Michael Armstrong

I am a media researcher with an engineering background working at the interface between people, stories, media and technology. My work spans issues from access services, speech audibility, video quality to human perception and most recently the structure of media content and its relationship with the audience. My most recent work has been examining the role of the audience in media and the issue of media personalisation, both of which turned out to be poorly documented.

 

I will retire in March 2024 from which time I will be taking time out before looking for interesting opportunities.

Object-Based Media

 

Object-Based Media is a concept developed from live radio broadcasting and computer playout systems. In contrast with the standard approach to audio and video where a final version is rendered as a single file, Object-Based Media is based on the idea of a playlist where each item is available separately, so the objects used, their order of presentation and even the audio mix can be changed in response to the user and their environment.

 

What is a story if it isn’t represented by a fixed artefact like a book, a radio play or a film?

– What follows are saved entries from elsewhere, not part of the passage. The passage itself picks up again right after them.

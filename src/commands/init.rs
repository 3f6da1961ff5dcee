use crate::config::CONFIG_FILE_NAME;
use crate::io;
use anyhow::Result;
use std::path::{Path, PathBuf};

pub const DEFAULT_CONFIG: &str = r#"# Monitoring report configuration

[report]
# City printed in the report's place-and-date line
city = "Florianópolis"
# Offset from UTC used for generation dates and object keys
utc_offset_hours = -3

[labels]
# Shown where a value or limit cannot be read as a number
unavailable = "Indisponível"
achieved = "Alcançado"
not_achieved = "Não Alcançado"
toxic = "Tóxico"
surface = "Superfície"
middle = "Meio"
bottom = "Fundo"

[storage]
# Generated documents land in <root>/<bucket>/<asset>/<date>/
root = "reports"
public_base_url = "file://reports"

[registry]
path = "reports/registry.jsonl"

[data]
# Holds assets/, configurations/ and campaigns/
root = "data"
"#;

pub fn init_config(force: bool) -> Result<()> {
    write_default_config(&PathBuf::from(CONFIG_FILE_NAME), force)?;
    println!("Created {} configuration file", CONFIG_FILE_NAME);
    Ok(())
}

pub fn write_default_config(path: &Path, force: bool) -> Result<()> {
    if path.exists() && !force {
        anyhow::bail!("Configuration file already exists. Use --force to overwrite.");
    }
    io::write_file(path, DEFAULT_CONFIG)
}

The 20th century has been dominated by the artefact, the fixed story which conforms to a limited number of templates, or so the industry would have us believe. Even the video games industry, the most interactive of media, is dominated by the hero’s quest story structure.

 

Yet there are many other story forms to be found all around us that do not conform to the Aristotelean form of beginning, middle and end. Standard news story writing has an entirely different structure known as the inverted pyramid where the story is told over and over again in increasing levels of detail. TV soaps are ongoing structures where many interrelated stories play out between characters with no beginning or end in sight and my favourite radio drama, Under Milk Wood, has no plot structure whatsoever, yet is one of the greatest radio plays ever made.

 

However, all these are fixed forms of media, where do we look to find truly interactive storytelling which responds to the audience, forms that can make best use of Object-Based Media? The answers are many and varied and the evidence is all around us, from everyday conversations to oral storytelling and the firehose of stories conveyed by social media.

 

The striking similarity between the structures of computer programming and narratology lead me to conclude that responsive storytelling is, first and foremost, an algorithm with sets of rules and templates which drive the interaction between the characters and the world they inhabit. I am aiming to find ways in which we can encapsulate stories as algorithms in a way that brings the qualities of oral storytelling to our media experiences.